Simultanément, les taux d'intérêt réels étant peu élevés, un fonds de placements important n'aurait pas été d'un grand apport au financement des prestations du RPC. Il était donc préférable de financer les prestations courantes (financement par répartition) déduites des gains qui, eux, augmentaient plus rapidement que les rendements de placements. De 1960 à 1979, les taux de croissance réels de l'économie canadienne étaient plus élevés que les taux d'intérêt réels à long terme de sorte que le financement par répartition était préférable au régime par capitalisation intégrale.
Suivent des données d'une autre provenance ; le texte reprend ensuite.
use super::{Image, Shape, ShapeParams};
use crate::properties::Properties;

/// Disease interactor hexagon. The body is a decorator so the renderer's own
/// background stays transparent behind the pointed ends.
pub fn draw(properties: &Properties, params: &ShapeParams) -> Shape {
    let width = params.width;
    let height = params.height;

    let hover = properties.global.hover_node.extract();
    let select = properties.global.select_node.extract();
    let fill = properties.global.negative.extract();
    let t = properties.global.thickness.extract();
    let decoration_width = properties.interactor.decoration_width.extract();
    let t4 = t * 4.0;
    let t2 = t * 2.0;
    let h = height / 2.0 + t2;
    let mid_h = height / 2.0;

    Shape {
        decorators: vec![Image {
            markup: format!(
                r#"<path fill="{fill}" stroke-linejoin="round" stroke-linecap="round" stroke-width="{t4}" stroke="{fill}" d="
      M {t2} {mid_h}
      L {x_left} {t2}
      H {x_right}
      L {far} {mid_h}
      L {x_right} {y_bottom}
      H {x_left}
      Z
      " />"#,
                x_left = decoration_width + t2,
                x_right = width - (decoration_width + t2),
                far = width - t2,
                y_bottom = height - t2,
            ),
            ..Default::default()
        }],
        hover: Some(Image {
            markup: format!(
                r#"<path stroke="{hover}" stroke-linejoin="round" stroke-linecap="round" stroke-width="{t4}" fill="none" d="
      M {t2} {y_mid}
      L {x_left} {t2}
      H {x_right}
      L {far} {y_mid}
      Z
      " />"#,
                y_mid = mid_h + t2,
                x_left = decoration_width + t2,
                x_right = width - (decoration_width + t2),
                far = width - t2,
            ),
            position_y: Some(-t2),
            height: Some(h),
            clip: Some("none"),
            bounds_expansion: Some(t2),
            containment: Some("over"),
            ..Default::default()
        }),
        select: Some(Image {
            markup: format!(
                r#"<path stroke="{select}" stroke-linejoin="round" stroke-linecap="round" stroke-width="{t4}" fill="none" d="
      M {t2} 0
      L {x_left} {mid_h}
      H {x_right}
      L {far} 0
      Z
      " />"#,
                x_left = decoration_width + t2,
                x_right = width - (decoration_width + t2),
                far = width - t2,
            ),
            position_y: Some(mid_h),
            height: Some(h),
            clip: Some("none"),
            bounds_expansion: Some(t2),
            containment: Some("over"),
            ..Default::default()
        }),
        ..Default::default()
    }
}
impl ImageEngine {
    pub fn new(properties: Properties) -> Self {
        Self {
            properties,
            shape_cache: Mutex::new(LruCache::new(
                NonZeroUsize::new(SHAPE_CACHE_SIZE).unwrap(),
            )),
            aggregate_cache: Mutex::new(LruCache::new(
                NonZeroUsize::new(AGGREGATE_CACHE_SIZE).unwrap(),
            )),
        }
    }

    pub fn properties(&self) -> &Properties {
        &self.properties
    }

    /// Drop every cached shape and aggregate in one step. Must be called
    /// before restyling whenever resolved property values change; cached SVG
    /// embeds colors literally, so stale entries would be wrong, not merely
    /// slow.
    pub fn clear(&self) {
        let mut shapes = self.shape_cache.lock();
        let mut aggregates = self.aggregate_cache.lock();
        shapes.clear();
        aggregates.clear();
    }

    pub fn shape_for(&self, category: NodeCategory, params: &ShapeParams) -> Arc<Shape> {
        let key = ShapeKey {
            category,
            width_bits: params.width.to_bits(),
            height_bits: params.height.to_bits(),
            flags: params.flags,
        };
        if let Some(shape) = self.shape_cache.lock().get(&key) {
            return Arc::clone(shape);
        }
        let shape = Arc::new(shape::draw(category, &self.properties, params));
        self.shape_cache.lock().put(key, Arc::clone(&shape));
        shape
    }

    /// Resolve a node handle into its flattened, cached layer stack.
    pub fn build_image(&self, node: &NodeHandle) -> Arc<AggregatedImage> {
        let key = AggregateKey::new(node);
        if let Some(aggregated) = self.aggregate_cache.lock().get(&key) {
            return Arc::clone(aggregated);
        }

        let aggregated = Arc::new(self.compose(node));
        self.aggregate_cache.lock().put(key, Arc::clone(&aggregated));
        aggregated
    }

    fn compose(&self, node: &NodeHandle) -> AggregatedImage {
        let category = node
            .classes
            .iter()
            .find_map(|class| NodeCategory::from_class(class));
        let Some(category) = category else {
            return aggregate(&[], node);
        };

        let flags = node.shape_flags();
        let params = ShapeParams {
            width: node.width,
            height: node.height,
            flags,
        };
        let shape = self.shape_for(category, &params);

        let mut layers: Vec<Image> = Vec::new();

        if node.has_class("flag") {
            if let Some(flag) = &shape.flag {
                layers.push(flag.clone());
            }
        }
        if let Some(background) = &shape.background {
            layers.push(background.clone());
        }
        if node.selected {
            if let Some(select) = &shape.select {
                layers.push(select.clone());
            }
        }
        if node.has_class("hover") {
            if let Some(hover) = &shape.hover {
                layers.push(hover.clone());
            }
        }
        layers.extend(shape.decorators.iter().cloned());

        if flags.drug {
            layers.push(self.drug_marker(&params, category));
        }
        if node.has_class("Pathway") {
            layers.push(self.pathway_marker(&params));
        }
        if flags.crossed {
            layers.push(self.cross_overlay(&params));
        }

        aggregate(&layers, node)
    }

    /// "Rx" prescription glyph shown on drug variants. Molecules are light so
    /// they take the drug contrast color instead of the on-primary one.
    fn drug_marker(&self, params: &ShapeParams, category: NodeCategory) -> Image {
        let t = self.properties.global.thickness.extract();
        let color = if category != NodeCategory::Molecule {
            self.properties.global.on_primary.extract()
        } else {
            self.properties.molecule.drug.extract()
        };
        let inset = if category != NodeCategory::EntitySet {
            0.0
        } else {
            self.properties.entity_set.radius.extract()
        };
        let x = inset + 3.0 * t;

        Image {
            markup: format!(
                r#"<path style="transform: scale(2)" fill="{color}" stroke-width="0.4" stroke="{color}" d="M3.2 4C3.3 4 3.4 4 3.6 4L6.75 8.81L5.7 10.15C5.7 10.15 5.53985 10.3884 5.31824 10.6092C5.00434 10.922 4.6582 11.3 4.28711 11.3C4.19141 11.3 4.2 11.3 4.1 11.3V11.5H6.4V11.3C6.2 11.3 6 11.3 5.9 11.2C5.8 11.1 5.8 11 5.8 10.9C5.8 10.6301 5.9 10.5547 6.16055 10.226L7 9.2L7.65291 10.226C7.82889 10.5025 8 10.7344 8 10.9C8 11.0656 7.90095 11.3 7.65291 11.3C7.55291 11.3 7.6 11.3 7.4 11.3V11.5H10.2V11.3C9.9 11.3 9.7 11.2 9.5 11C9.24121 10.7412 9 10.5 8.6 10L7.6 8.5L8.48711 7.35309C8.55228 7.28792 8.61656 7.21558 8.68081 7.13924C9.09787 6.6437 9.64859 6 10.2 6.01309V5.81309H7.8V6.01309C8 6.01309 8.2 6.01309 8.3 6.01309C8.45586 6.01309 8.6 6.20329 8.6 6.31309C8.6 6.62136 8.43963 6.81922 8.2462 7.03337L7.3 8.1L4.5 3.9C5.1 3.8 5.4 3.61 5.7 3.31C6 3.01 6.2 2.6 6.2 2.2C6.2 1.8 6.08711 1.47 5.78711 1.17C5.52798 0.910875 5.3 0.8 5 0.7C4.6 0.6 4.1 0.5 3.4 0.5H1V0.7H1.2C1.82201 0.7 2 1.14292 2 1.7V6C2 6.59634 2 6.9 1.2 6.9H1V7.1H3.8V6.9H3.6C2.9041 6.9 2.9 6.61047 2.9 6V4H3H3.2ZM3 3.7C3 3.7 3 3.7 2.9 3.7L2.88711 1C3.18711 0.9 3.4 0.9 3.6 0.9C4.47782 0.9 5 1.42405 5 2.3C5 3.40743 4.15401 3.7 3.2 3.7H3Z"/>"#,
            ),
            position_x: Some(x),
            position_y: Some(params.height / 2.0 - 11.0),
            width: Some(22.0),
            height: Some(24.0),
            ..Default::default()
        }
    }

    /// Interlocking-links glyph marking pathway nodes.
    fn pathway_marker(&self, params: &ShapeParams) -> Image {
        let t = self.properties.global.thickness.extract();
        let color = if !params.flags.disease {
            self.properties.global.on_primary.extract()
        } else {
            self.properties.global.negative_contrast.extract()
        };

        Image {
            markup: format!(
                r#"<path style="transform: scale(1.5)" fill="{color}" stroke-width="0.4" stroke="{color}" d="M19.6864 21.0381C19.0364 21.0381 18.4531 20.8508 17.9364 20.4761C17.4197 20.1008 17.0614 19.6214 16.8614 19.0381H11.6864C10.5864 19.0381 9.64473 18.6464 8.8614 17.8631C8.07807 17.0798 7.6864 16.1381 7.6864 15.0381C7.6864 13.9381 8.07807 12.9964 8.8614 12.2131C9.64473 11.4298 10.5864 11.0381 11.6864 11.0381H13.6864C14.2364 11.0381 14.7074 10.8421 15.0994 10.4501C15.4907 10.0588 15.6864 9.58809 15.6864 9.03809C15.6864 8.48809 15.4907 8.01709 15.0994 7.62509C14.7074 7.23375 14.2364 7.03809 13.6864 7.03809H8.5114C8.29473 7.62142 7.9324 8.10075 7.4244 8.47609C6.91573 8.85075 6.3364 9.03809 5.6864 9.03809C4.85307 9.03809 4.14473 8.74642 3.5614 8.16309C2.97807 7.57975 2.6864 6.87142 2.6864 6.03809C2.6864 5.20475 2.97807 4.49642 3.5614 3.91309C4.14473 3.32975 4.85307 3.03809 5.6864 3.03809C6.3364 3.03809 6.91573 3.22542 7.4244 3.60009C7.9324 3.97542 8.29473 4.45475 8.5114 5.03809H13.6864C14.7864 5.03809 15.7281 5.42975 16.5114 6.21309C17.2947 6.99642 17.6864 7.93809 17.6864 9.03809C17.6864 10.1381 17.2947 11.0798 16.5114 11.8631C15.7281 12.6464 14.7864 13.0381 13.6864 13.0381H11.6864C11.1364 13.0381 10.6657 13.2338 10.2744 13.6251C9.8824 14.0171 9.6864 14.4881 9.6864 15.0381C9.6864 15.5881 9.8824 16.0591 10.2744 16.4511C10.6657 16.8424 11.1364 17.0381 11.6864 17.0381H16.8614C17.0781 16.4548 17.4407 15.9754 17.9494 15.6001C18.4574 15.2254 19.0364 15.0381 19.6864 15.0381C20.5197 15.0381 21.2281 15.3298 21.8114 15.9131C22.3947 16.4964 22.6864 17.2048 22.6864 18.0381C22.6864 18.8714 22.3947 19.5798 21.8114 20.1631C21.2281 20.7464 20.5197 21.0381 19.6864 21.0381ZM5.6864 7.03809C5.96973 7.03809 6.2074 6.94242 6.3994 6.75109C6.59073 6.55909 6.6864 6.32142 6.6864 6.03809C6.6864 5.75475 6.59073 5.51709 6.3994 5.32509C6.2074 5.13375 5.96973 5.03809 5.6864 5.03809C5.40307 5.03809 5.1654 5.13375 4.9734 5.32509C4.78207 5.51709 4.6864 5.75475 4.6864 6.03809C4.6864 6.32142 4.78207 6.55909 4.9734 6.75109C5.1654 6.94242 5.40307 7.03809 5.6864 7.03809Z" />"#,
            ),
            position_x: Some(5.0 * t),
            position_y: Some(params.height / 2.0 - 18.0),
            width: Some(36.0),
            height: Some(36.0),
            ..Default::default()
        }
    }

    /// Cross-out drawn over the whole node box.
    fn cross_overlay(&self, params: &ShapeParams) -> Image {
        let s = self.properties.global.negative.extract();
        let t = self.properties.global.thickness.extract();
        let (w, h) = (params.width, params.height);
        Image {
            markup: format!(
                r#"<line x1="{t}" y1="{t}" x2="{x2}" y2="{y2}" stroke-width="{sw}" stroke-linecap="round" stroke="{s}"/><line x1="{t}" y1="{y2}" x2="{x2}" y2="{t}" stroke-width="{sw}" stroke-linecap="round" stroke="{s}"/>"#,
                x2 = w - t,
                y2 = h - t,
                sw = 2.0 * t,
            ),
            opacity: Some(1.0),
            ..Default::default()
        }
    }
}
use super::{Image, Shape, ShapeParams};
use crate::properties::Properties;

/// Gene box with the transcription-arrow decorator rising from the top edge.
/// The decorator overhangs both the top and the right side of the base box.
pub fn draw(properties: &Properties, params: &ShapeParams) -> Shape {
    let width = params.width;
    let height = params.height;

    let t = properties.global.thickness.extract();
    let d_height = properties.gene.decoration_height.extract();
    let d_width = properties.gene.decoration_extra_width.extract();
    let head_size = properties.gene.arrow_head_size.extract();
    let radius = properties.gene.arrow_radius.extract();
    let fill = properties.gene.fill.extract();
    let stroke = if params.flags.interactor {
        Some(properties.interactor.fill.extract())
    } else if params.flags.disease {
        Some(properties.global.negative_contrast.extract())
    } else {
        None
    };
    let select = properties.global.select_node.extract();
    let hover = properties.global.hover_node.extract();
    let flag = properties.global.flag.extract();
    // Arrow head is an equilateral triangle; this is its height.
    let hh = (head_size * head_size * 3.0 / 4.0).sqrt();

    let half_width = width / 2.0;

    let r = properties.gene.border_radius.extract();
    let o_r = r + t;
    let i_r = r - t;
    let t_2 = t / 2.0;
    let t2 = t * 2.0;

    let stroke_attrs = match &stroke {
        Some(stroke) => format!(r#" stroke="{stroke}" stroke-width="{t}""#),
        None => String::new(),
    };
    let dash_attrs = if params.flags.loss_of_function {
        format!(r#" stroke-dasharray="{t} {t2}""#)
    } else {
        String::new()
    };

    Shape {
        background: Some(Image {
            markup: format!(
                r#"<path fill="{fill}" stroke-linecap="round" transform="translate({t_2} {t_2})"{stroke_attrs}{dash_attrs} d="
            M 0 {d_height}
            H {width}
            v {v_span}
            a {radius} {radius} 0 0 1 -{radius} {radius}
            H {radius}
            a {radius} {radius} 0 0 1 -{radius} -{radius}
            Z
          "/>"#,
                v_span = height - d_height - radius,
            ),
            bounds_expansion: Some(t_2),
            clip: Some("none"),
            containment: Some("over"),
            position_x: Some(-t / 2.0),
            position_y: Some(-t / 2.0),
            width: Some(width + t),
            height: Some(height + t),
            ..Default::default()
        }),
        decorators: vec![Image {
            markup: format!(
                r#"<path fill="none" stroke="{fill}" stroke-width="{t}" d="
            M {half_width} {stem_base}
            v -{stem_span}
            a {radius} {radius} 0 0 1 {radius} -{radius}
            h {arm_span}
          "/>
            <path fill="{fill}" stroke="{fill}" stroke-width="{t}" stroke-linejoin="round" d="
            M {head_x} {head_y}
            v -{head_half}
            l {hh} {head_half}
            l -{hh} {head_half}
            v -{head_half}
            z
          "/>"#,
                stem_base = d_height + 2.0 * t,
                stem_span = d_height - radius - (head_size + t) / 2.0 + 2.0 * t,
                arm_span = half_width - t - radius + d_width,
                head_x = width - hh - t_2 + d_width,
                head_y = head_size / 2.0 + t_2,
                head_half = head_size / 2.0,
            ),
            position_y: Some(-t / 2.0),
            bounds_expansion: Some(d_height),
            height: Some(d_height + 1.5 * t),
            width: Some(width + d_width),
            clip: Some("none"),
            containment: Some("over"),
            ..Default::default()
        }],
        hover: Some(Image {
            markup: format!(
                r#"<rect x="0" y="0" width="{width}" height="{h}" fill="{hover}"/>"#,
                h = 2.0 * t,
            ),
            position_y: Some(d_height - t),
            bounds_expansion: Some(t),
            clip: Some("none"),
            containment: Some("over"),
            height: Some(2.0 * t),
            ..Default::default()
        }),
        select: Some(Image {
            markup: format!(
                r#"<path fill="{select}" stroke-linejoin="round" stroke-linecap="round" d="
            M 0 0
            a {o_r} {o_r} 0 0 0 {o_r} {o_r}
            h {h_span}
            a {o_r} {o_r} 0 0 0 {o_r} -{o_r}
            a {o_r} {i_r} 0 0 1 -{o_r} {i_r}
            h -{h_span}
            a {o_r} {i_r} 0 0 1 -{o_r} -{i_r}
            Z"/>"#,
                h_span = width - 2.0 * o_r,
            ),
            position_y: Some(height - r),
            bounds_expansion: Some(t),
            clip: Some("none"),
            containment: Some("over"),
            height: Some(o_r),
            ..Default::default()
        }),
        flag: Some(Image {
            markup: format!(
                r#"<path fill="{flag}" d="
       M 0 0
       H {w_out}
       V {v_stop}
       a {halo_r} {o_r} 0 0 1 -{halo_r} {o_r}
       H {halo_r}
       a {halo_r} {o_r} 0 0 1 -{halo_r} -{o_r}
       Z
       "/>"#,
                w_out = width + 4.0 * t,
                v_stop = height - d_height - r + t,
                halo_r = o_r + t,
            ),
            position_x: Some(-2.0 * t),
            position_y: Some(d_height - t),
            bounds_expansion: Some(2.0 * t),
            clip: Some("none"),
            containment: Some("over"),
            width: Some(width + 4.0 * t),
            height: Some(height + 2.0 * t - d_height),
            ..Default::default()
        }),
    }
}

#[cfg(test)]
mod tests {
    use super::draw;
    use crate::properties::Properties;
    use crate::shape::{ShapeFlags, ShapeParams};

    #[test]
    fn disease_outline_uses_contrast_stroke() {
        let properties = Properties::default();
        let plain = draw(
            &properties,
            &ShapeParams {
                width: 120.0,
                height: 60.0,
                flags: ShapeFlags::default(),
            },
        );
        let diseased = draw(
            &properties,
            &ShapeParams {
                width: 120.0,
                height: 60.0,
                flags: ShapeFlags {
                    disease: true,
                    ..Default::default()
                },
            },
        );
        assert!(!plain.background.unwrap().markup.contains("stroke=\"#ea7d7d\""));
        assert!(diseased.background.unwrap().markup.contains("stroke=\"#ea7d7d\""));
    }

    #[test]
    fn loss_of_function_dashes_the_outline() {
        let properties = Properties::default();
        let shape = draw(
            &properties,
            &ShapeParams {
                width: 120.0,
                height: 60.0,
                flags: ShapeFlags {
                    loss_of_function: true,
                    ..Default::default()
                },
            },
        );
        assert!(shape.background.unwrap().markup.contains("stroke-dasharray=\"4 8\""));
    }

    #[test]
    fn decorator_overhangs_by_the_decoration_height() {
        let properties = Properties::default();
        let shape = draw(
            &properties,
            &ShapeParams {
                width: 120.0,
                height: 60.0,
                flags: ShapeFlags::default(),
            },
        );
        assert_eq!(shape.decorators[0].bounds_expansion, Some(20.0));
        assert_eq!(shape.decorators[0].width, Some(137.0));
    }
}
use std::collections::HashMap;

use cosmic_text::{Attrs, Buffer, Family, FontSystem, Metrics, Shaping, Weight};

#[derive(Hash, PartialEq, Eq, Clone)]
struct MeasureKey {
    text: String,
    font_size_bits: u32,
    max_width_bits: Option<u32>,
}

/// Measures the rendered bounding box of a label. The overlap-avoidance pass
/// sizes shadow labels with this; tests substitute a deterministic stub.
pub trait TextMeasure {
    fn measure_label(&mut self, text: &str, font_size: f32, max_width: Option<f32>) -> (f32, f32);
}

pub struct CosmicTextMeasure {
    font_system: FontSystem,
    cache: HashMap<MeasureKey, (f32, f32)>,
}

impl CosmicTextMeasure {
    pub fn new() -> Result<Self, String> {
        Ok(Self {
            font_system: FontSystem::new(),
            cache: HashMap::new(),
        })
    }
}

impl TextMeasure for CosmicTextMeasure {
    fn measure_label(&mut self, text: &str, font_size: f32, max_width: Option<f32>) -> (f32, f32) {
        let key = MeasureKey {
            text: text.to_string(),
            font_size_bits: font_size.to_bits(),
            max_width_bits: max_width.map(f32::to_bits),
        };

        if let Some(cached) = self.cache.get(&key) {
            return *cached;
        }

        let line_height = font_size * 1.2;
        let mut buffer = Buffer::new(
            &mut self.font_system,
            Metrics {
                font_size,
                line_height,
            },
        );

        buffer.set_size(&mut self.font_system, max_width, None);

        let attrs = Attrs::new()
            .family(Family::SansSerif)
            .weight(Weight::SEMIBOLD);

        buffer.set_text(&mut self.font_system, text, &attrs, Shaping::Advanced, None);

        let mut total_width: f32 = 0.0;
        let mut total_height: f32 = 0.0;

        for run in buffer.layout_runs() {
            total_width = total_width.max(run.line_w);
            total_height += run.line_height;
        }

        let measured = (total_width, total_height);
        self.cache.insert(key, measured);
        measured
    }
}

impl Default for CosmicTextMeasure {
    fn default() -> Self {
        Self::new().expect("Failed to initialize font system")
    }
}
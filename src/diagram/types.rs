//! Renderer-facing element definitions: what the translator produces and a
//! graph-rendering library consumes. Data keys serialize in camelCase to
//! match the style selectors (`data(displayName)` and friends).

use serde::Serialize;

use super::model::Position;

fn is_true(b: &bool) -> bool {
    *b
}

/// Reference to the companion graph document entry backing an element.
#[derive(Debug, Clone, Default, PartialEq, Serialize)]
#[serde(rename_all = "camelCase")]
pub struct GraphRef {
    pub db_id: i64,
    #[serde(skip_serializing_if = "Option::is_none")]
    pub st_id: Option<String>,
    #[serde(skip_serializing_if = "String::is_empty")]
    pub display_name: String,
    #[serde(skip_serializing_if = "Option::is_none")]
    pub identifier: Option<String>,
}

#[derive(Debug, Clone, Default, PartialEq, Serialize)]
#[serde(rename_all = "camelCase")]
pub struct NodeData {
    pub id: String,
    #[serde(skip_serializing_if = "Option::is_none")]
    pub display_name: Option<String>,
    #[serde(skip_serializing_if = "Option::is_none")]
    pub reactome_id: Option<i64>,
    #[serde(skip_serializing_if = "Option::is_none")]
    pub reaction_id: Option<i64>,
    #[serde(skip_serializing_if = "Option::is_none")]
    pub width: Option<f64>,
    #[serde(skip_serializing_if = "Option::is_none")]
    pub height: Option<f64>,
    #[serde(skip_serializing_if = "Option::is_none")]
    pub radius: Option<f64>,
    #[serde(skip_serializing_if = "Option::is_none")]
    pub text_x: Option<f64>,
    #[serde(skip_serializing_if = "Option::is_none")]
    pub text_y: Option<f64>,
    #[serde(skip_serializing_if = "Option::is_none")]
    pub is_fade_out: Option<bool>,
    #[serde(skip_serializing_if = "Option::is_none")]
    pub is_background: Option<bool>,
    #[serde(skip_serializing_if = "Option::is_none")]
    pub replacement: Option<String>,
    #[serde(skip_serializing_if = "Option::is_none")]
    pub replaced_by: Option<String>,
    /// Accession of the backing reference entity, when known.
    #[serde(skip_serializing_if = "Option::is_none")]
    pub acc: Option<String>,
    /// Owning node, for attachment-derived nodes.
    #[serde(skip_serializing_if = "Option::is_none")]
    pub node_id: Option<i64>,
    #[serde(skip_serializing_if = "Option::is_none")]
    pub node_reactome_id: Option<i64>,
    /// Subpathway palette color, assigned by the style compiler.
    #[serde(skip_serializing_if = "Option::is_none")]
    pub color: Option<String>,
    #[serde(skip_serializing_if = "Option::is_none")]
    pub graph: Option<GraphRef>,
}

#[derive(Debug, Clone, PartialEq, Serialize)]
pub struct NodeDefinition {
    pub data: NodeData,
    pub classes: Vec<String>,
    pub position: Position,
    #[serde(skip_serializing_if = "is_true")]
    pub selectable: bool,
}

impl Default for NodeDefinition {
    fn default() -> Self {
        Self {
            data: NodeData::default(),
            classes: Vec::new(),
            position: Position::default(),
            selectable: true,
        }
    }
}

impl NodeDefinition {
    pub fn has_class(&self, class: &str) -> bool {
        self.classes.iter().any(|c| c == class)
    }
}

#[derive(Debug, Clone, Default, PartialEq, Serialize)]
#[serde(rename_all = "camelCase")]
pub struct EdgeData {
    pub id: String,
    pub source: String,
    pub target: String,
    #[serde(skip_serializing_if = "Option::is_none")]
    pub stoichiometry: Option<i64>,
    /// Relative-coordinate encodings of the intermediate points, one value
    /// per point, space-joined in the renderer's native format.
    #[serde(skip_serializing_if = "Option::is_none")]
    pub weights: Option<String>,
    #[serde(skip_serializing_if = "Option::is_none")]
    pub distances: Option<String>,
    #[serde(skip_serializing_if = "Option::is_none")]
    pub source_endpoint: Option<String>,
    #[serde(skip_serializing_if = "Option::is_none")]
    pub target_endpoint: Option<String>,
    /// Owning subpathway, when the reaction belongs to one.
    #[serde(skip_serializing_if = "Option::is_none")]
    pub pathway: Option<i64>,
    #[serde(skip_serializing_if = "Option::is_none")]
    pub reactome_id: Option<i64>,
    #[serde(skip_serializing_if = "Option::is_none")]
    pub reaction_id: Option<i64>,
    #[serde(skip_serializing_if = "Option::is_none")]
    pub is_fade_out: Option<bool>,
    #[serde(skip_serializing_if = "Option::is_none")]
    pub is_background: Option<bool>,
    #[serde(skip_serializing_if = "Option::is_none")]
    pub replacement: Option<String>,
    #[serde(skip_serializing_if = "Option::is_none")]
    pub replaced_by: Option<String>,
    #[serde(skip_serializing_if = "Option::is_none")]
    pub color: Option<String>,
    #[serde(skip_serializing_if = "Option::is_none")]
    pub graph: Option<GraphRef>,
}

#[derive(Debug, Clone, PartialEq, Serialize)]
pub struct EdgeDefinition {
    pub data: EdgeData,
    pub classes: Vec<String>,
    #[serde(skip_serializing_if = "is_true")]
    pub selectable: bool,
}

impl Default for EdgeDefinition {
    fn default() -> Self {
        Self {
            data: EdgeData::default(),
            classes: Vec::new(),
            selectable: true,
        }
    }
}

impl EdgeDefinition {
    pub fn has_class(&self, class: &str) -> bool {
        self.classes.iter().any(|c| c == class)
    }
}

/// The complete renderer input for one diagram.
#[derive(Debug, Clone, Default, Serialize)]
pub struct Elements {
    pub nodes: Vec<NodeDefinition>,
    pub edges: Vec<EdgeDefinition>,
}

#[cfg(test)]
mod tests {
    use super::{NodeData, NodeDefinition};
    use crate::diagram::model::Position;

    #[test]
    fn serialization_uses_camel_case_and_drops_unset_fields() {
        let node = NodeDefinition {
            data: NodeData {
                id: "7".to_string(),
                display_name: Some("PE".to_string()),
                width: Some(80.0),
                ..Default::default()
            },
            classes: vec!["Protein".to_string(), "PhysicalEntity".to_string()],
            position: Position::new(1.0, 2.0),
            selectable: true,
        };
        let json = serde_json::to_string(&node).expect("serializable");
        assert!(json.contains("\"displayName\":\"PE\""));
        assert!(!json.contains("reactomeId"));
        // Default selectable nodes don't spell it out.
        assert!(!json.contains("selectable"));
    }
}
Or, depuis 1980, la croissance de la productivité et de la force de travail ont ralenti la croissance des salaires totaux et, par conséquent, la croissance de la base des cotisations du RPC. (Il faut donc compenser l'augmentation rapide des taux de cotisations par le système de financement par répartition). Par ailleurs, les taux d'intérêt réels ont considérablement augmenté, donnant ainsi plus d'importance à la valeur des rendements de placements quant au financement du RPC. Étant donné que les taux d'intérêt à long terme réels sont maintenant plus élevés que les taux de croissance réels, le régime par capitalisation intégrale est préférable au financement par répartition. On prévoit que cette situation se maintiendra pendant un bon moment.

Dans le cas d'un régime par capitalisation intégrale, il s'écoule beaucoup de temps entre la période à laquelle sont faites les cotisations et celle où sont versées les prestations. Ceci implique qu'il doit y avoir un fonds de placements important. Les revenus de placements financent en général de 75 à 80 pour cent des prestations dans un régime par capitalisation intégrale. Les revenus de placement plus élevés signifient des taux de cotisations moins élevés dans le cas d'un régime par capitalisation intégrale que celles dans un régime de financement par répartition.

Un régime de financement par capitalisation permet d'assurer le caractère garanti des prestations puisqu'elles sont financées à mesure qu'elles sont acquises. De plus, l'équité inter-génération est sauvegardée puisque les cotisants courants paient les coûts actuariels de leur rente plutôt que de passer le fardeau financier aux générations à venir. Il y a aussi des avantages macro-économiques qui se rattachent au financement par capitalisation intégrale dont un taux d'épargnes plus élevé, un endettement étranger réduit, des placements et un actif en capital plus importants.